As any good trip away should, we return home with a heightened appreciation of where we live. At least, most of us do. Acaphlegmic went missing Monday night, staying aboard the uptown bound N train as the two of us hopped off at our stop. He had a plan, he said, that did not include us. With that, he was gone, destined for the upper regions of Manhattan or, quite possibly, Queens.

In terms of vibrancy and self-assurance, there really is no other place that compares to New York. It is the centre of the known universe and is well aware of that fact. To bask in its aura even for just a few days, is to acquire a taste, ever so fleetingly, of what it is like to wield true power.

That’s fun for awhile but the responsibility becomes a bit much for us mere mortals to bear. We make our way back home with the knowledge that we are not, ultimately, made of the sterner stuff needed to survive a serious go in such an unforgiving environment. Failure is not an option, as the movies tell us, so we retreat to our slightly more humble surroundings.

Where we have a little more space. A little more tranquility. Where the food is just as good and less pricey and precious. Where we have long since abandoned the idea of building subways.

Did you know that New York City is still building subways? How is that possible? I thought our American neighbours took it in the economic cojones much harder than we did. Especially at ground zero of the meltdown, home to your Lehman Brothers and Goldman Sachs. So how are they going about such extensive public transit infrastructure spending while we fiddle and fart over extending LRTs?

Then I came across this little tidbit in the Wall Street Journal yesterday at the airport:

Top New York real-estate executives and the City Council speaker will make an 11th-hour push Wednesday to persuade the White House to back federal funding for a second subway station as part of the extension of the No. 7 line in Manhattan.

Officials from the Real Estate Board of New York, a trade association, and City Council Speaker Christine Quinn will meet in Washington with Vice President Joe Biden’s staff in hopes of securing hundreds of millions of dollars to build a station at 10th Avenue and 41st Street.
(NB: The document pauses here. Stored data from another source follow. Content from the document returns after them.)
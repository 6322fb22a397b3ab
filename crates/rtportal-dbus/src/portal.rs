//! The `org.freedesktop.portal.Realtime` interface.

use std::sync::Arc;

use rtportal_core::{
    PidTranslator, PortalConfig, ProcPidMapper, RealtimeForwarder, RealtimeKit, ServiceConnector,
};
use zbus::message::Header;

use crate::app_info::BusCallerResolver;
use crate::error::{PortalError, Result};

/// Interface version reported by the `version` property.
pub const PORTAL_VERSION: u32 = 1;

/// Object served at the portal path.
///
/// Each method call resolves its sender, then hands the request to the
/// shared [`RealtimeForwarder`]; the reply is sent when that future returns.
#[derive(Debug, Clone)]
pub struct RealtimePortal {
    forwarder: Arc<RealtimeForwarder>,
    callers: BusCallerResolver,
}

impl RealtimePortal {
    /// Creates the interface object around a forwarder.
    #[must_use]
    pub const fn new(forwarder: Arc<RealtimeForwarder>, callers: BusCallerResolver) -> Self {
        Self { forwarder, callers }
    }

    /// Builds the forwarder for `rtkit` from configuration.
    #[must_use]
    pub fn from_config(config: &PortalConfig, rtkit: Arc<dyn RealtimeKit>) -> Self {
        let proc_root = config.sandbox.proc_root.clone();
        let translator = PidTranslator::new(Arc::new(ProcPidMapper::new(proc_root.clone())));
        let forwarder = RealtimeForwarder::new(
            rtkit,
            translator,
            config.realtimekit.high_priority_routing,
        );
        Self::new(Arc::new(forwarder), BusCallerResolver::new(proc_root))
    }

    /// Returns the shared forwarder.
    #[must_use]
    pub fn forwarder(&self) -> Arc<RealtimeForwarder> {
        Arc::clone(&self.forwarder)
    }

    /// Serves the interface at `path` on `conn`.
    ///
    /// Returns false if an interface of this name is already served there.
    ///
    /// # Errors
    /// Returns an error if `path` is not a valid object path.
    pub async fn export(self, conn: &zbus::Connection, path: &str) -> Result<bool> {
        let added = conn.object_server().at(path.to_owned(), self).await?;
        if added {
            tracing::info!(path, "org.freedesktop.portal.Realtime exported");
        } else {
            tracing::warn!(path, "org.freedesktop.portal.Realtime already exported");
        }
        Ok(added)
    }
}

/// Exports the interface on `conn` if RealtimeKit was reached.
///
/// Returns the forwarder serving requests, or `None` when the connector is
/// not ready and nothing was registered.
///
/// # Errors
/// Returns an error if the interface cannot be served at the configured path.
pub async fn export_if_ready<K>(
    conn: &zbus::Connection,
    connector: &ServiceConnector<Arc<K>>,
    config: &PortalConfig,
) -> Result<Option<Arc<RealtimeForwarder>>>
where
    K: RealtimeKit + 'static,
{
    let rtkit = match connector.require() {
        Ok(rtkit) => rtkit,
        Err(e) => {
            tracing::warn!(
                state = %connector.state(),
                error = %e,
                "realtime interface not exported"
            );
            return Ok(None);
        }
    };

    let portal = RealtimePortal::from_config(config, rtkit);
    let forwarder = portal.forwarder();
    portal.export(conn, &config.portal.object_path).await?;
    Ok(Some(forwarder))
}

#[zbus::interface(name = "org.freedesktop.portal.Realtime")]
impl RealtimePortal {
    #[zbus(name = "MakeThreadRealtimeWithPID")]
    async fn make_thread_realtime_with_pid(
        &self,
        process: u64,
        thread: u64,
        priority: u32,
        #[zbus(header)] header: Header<'_>,
        #[zbus(connection)] conn: &zbus::Connection,
    ) -> Result<()> {
        let caller = self.callers.resolve(conn, &header).await?;
        self.forwarder
            .make_thread_realtime(&caller, process, thread, priority)
            .await
            .map_err(PortalError::from)
    }

    #[zbus(name = "MakeThreadHighPriorityWithPID")]
    async fn make_thread_high_priority_with_pid(
        &self,
        process: u64,
        thread: u64,
        priority: i32,
        #[zbus(header)] header: Header<'_>,
        #[zbus(connection)] conn: &zbus::Connection,
    ) -> Result<()> {
        let caller = self.callers.resolve(conn, &header).await?;
        self.forwarder
            .make_thread_high_priority(&caller, process, thread, priority)
            .await
            .map_err(PortalError::from)
    }

    #[zbus(name = "GetProperty")]
    async fn get_property(
        &self,
        name: String,
        #[zbus(header)] header: Header<'_>,
    ) -> Result<i64> {
        let sender = header
            .sender()
            .map(ToString::to_string)
            .unwrap_or_default();
        self.forwarder
            .get_property(&sender, &name)
            .await
            .map_err(PortalError::from)
    }

    #[zbus(property, name = "version")]
    fn version(&self) -> u32 {
        PORTAL_VERSION
    }
}

#[cfg(test)]
mod tests {
    use super::*;
    use async_trait::async_trait;
    use rtportal_core::{ConnectorState, DownstreamResult, HighPriorityRouting, PropertyValue};

    struct FixedRealtimeKit;

    #[async_trait]
    impl RealtimeKit for FixedRealtimeKit {
        async fn make_thread_realtime_with_pid(
            &self,
            _: u64,
            _: u64,
            _: u32,
        ) -> DownstreamResult<()> {
            Ok(())
        }

        async fn make_thread_high_priority_with_pid(
            &self,
            _: u64,
            _: u64,
            _: i32,
        ) -> DownstreamResult<()> {
            Ok(())
        }

        async fn get_property(&self, _: &str) -> DownstreamResult<PropertyValue> {
            Ok(PropertyValue::Int32(20))
        }
    }

    #[test]
    fn test_version_is_one() {
        let portal =
            RealtimePortal::from_config(&PortalConfig::default(), Arc::new(FixedRealtimeKit));
        assert_eq!(portal.version(), 1);
    }

    #[test]
    fn test_routing_from_config() {
        let config = PortalConfig::from_toml(
            "[realtimekit]\nhigh_priority_routing = \"legacy\"\n",
        )
        .unwrap();
        let portal = RealtimePortal::from_config(&config, Arc::new(FixedRealtimeKit));
        assert_eq!(portal.forwarder().routing(), HighPriorityRouting::Legacy);
    }

    #[tokio::test]
    async fn test_forwarder_is_shared() {
        let portal =
            RealtimePortal::from_config(&PortalConfig::default(), Arc::new(FixedRealtimeKit));
        let clone = portal.clone();
        portal
            .forwarder()
            .get_property(":1.1", "MaxRealtimePriority")
            .await
            .unwrap();
        assert_eq!(clone.forwarder().metrics().successes_total(), 1);
    }

    /// Both ends of an in-process peer-to-peer connection.
    async fn peer_pair() -> (zbus::Connection, zbus::Connection) {
        let guid = zbus::Guid::generate();
        let (server, client) = tokio::net::UnixStream::pair().unwrap();
        tokio::try_join!(
            zbus::connection::Builder::unix_stream(server)
                .server(guid)
                .unwrap()
                .p2p()
                .build(),
            zbus::connection::Builder::unix_stream(client).p2p().build(),
        )
        .unwrap()
    }

    #[tokio::test(flavor = "multi_thread", worker_threads = 2)]
    async fn test_failed_connector_exports_nothing() {
        let (server, _client) = peer_pair().await;
        let config = PortalConfig::default();
        let connector: ServiceConnector<Arc<FixedRealtimeKit>> = ServiceConnector::new();
        connector
            .connect_with(|| async { Err::<Arc<FixedRealtimeKit>, _>("system bus unreachable") })
            .await;
        assert_eq!(connector.state(), ConnectorState::Failed);

        let forwarder = export_if_ready(&server, &connector, &config).await.unwrap();

        assert!(forwarder.is_none());
        assert!(
            server
                .object_server()
                .interface::<_, RealtimePortal>(config.portal.object_path.as_str())
                .await
                .is_err()
        );
    }

    #[tokio::test(flavor = "multi_thread", worker_threads = 2)]
    async fn test_uninitialized_connector_exports_nothing() {
        let (server, _client) = peer_pair().await;
        let connector: ServiceConnector<Arc<FixedRealtimeKit>> = ServiceConnector::new();

        let forwarder = export_if_ready(&server, &connector, &PortalConfig::default())
            .await
            .unwrap();
        assert!(forwarder.is_none());
    }

    #[tokio::test(flavor = "multi_thread", worker_threads = 2)]
    async fn test_ready_connector_exports_interface() {
        let (server, _client) = peer_pair().await;
        let config = PortalConfig::default();
        let connector = ServiceConnector::new();
        connector
            .connect_with(|| async { Ok::<_, String>(Arc::new(FixedRealtimeKit)) })
            .await;

        let forwarder = export_if_ready(&server, &connector, &config).await.unwrap();

        assert!(forwarder.is_some());
        let exported = server
            .object_server()
            .interface::<_, RealtimePortal>(config.portal.object_path.as_str())
            .await
            .unwrap();
        assert_eq!(exported.get().await.version(), PORTAL_VERSION);
    }
}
What’s that then?! A New York City councillor and some members of the real estate association have an audience with the US Vice-President, the second most powerful man in the world, trying to secure federal funding for one subway station!? I mean, wasn’t he just over in Israel trying to kick start peace in the Middle East? Remember when Toronto was trying to secure some federal infrastructure money last summer and were told by the Honourable John Baird, Minister of Transport, Infrastructure and Communities to go fuck ourselves because we hadn’t crossed our Ts and dotted our Is to their satisfaction?

Maybe cities get the respect they deserve. As long as we continue to grovel at the feet of senior levels of government, begging them to pony up cash they took from us in the first place, we’ll continue to be second class citizens. By taking seriously would-be mayoral candidates who call financial negotiations with the province ‘going cap in hand’, Toronto is simply acknowledging the fact that we’re an after-thought, a voter rich zone with little actual power and zero influence.

I’m not proposing we be like New York. That’s impossible and undesirable. What I would like, however, is to occasionally strut like New York, swing some serious pipe like New York. To simply stop acting like we’re not worthy to be treated like a world class city by the very politicians we elect to serve us. I’m not alone in appreciating where I live. It’s time to demand our elected officials do the same.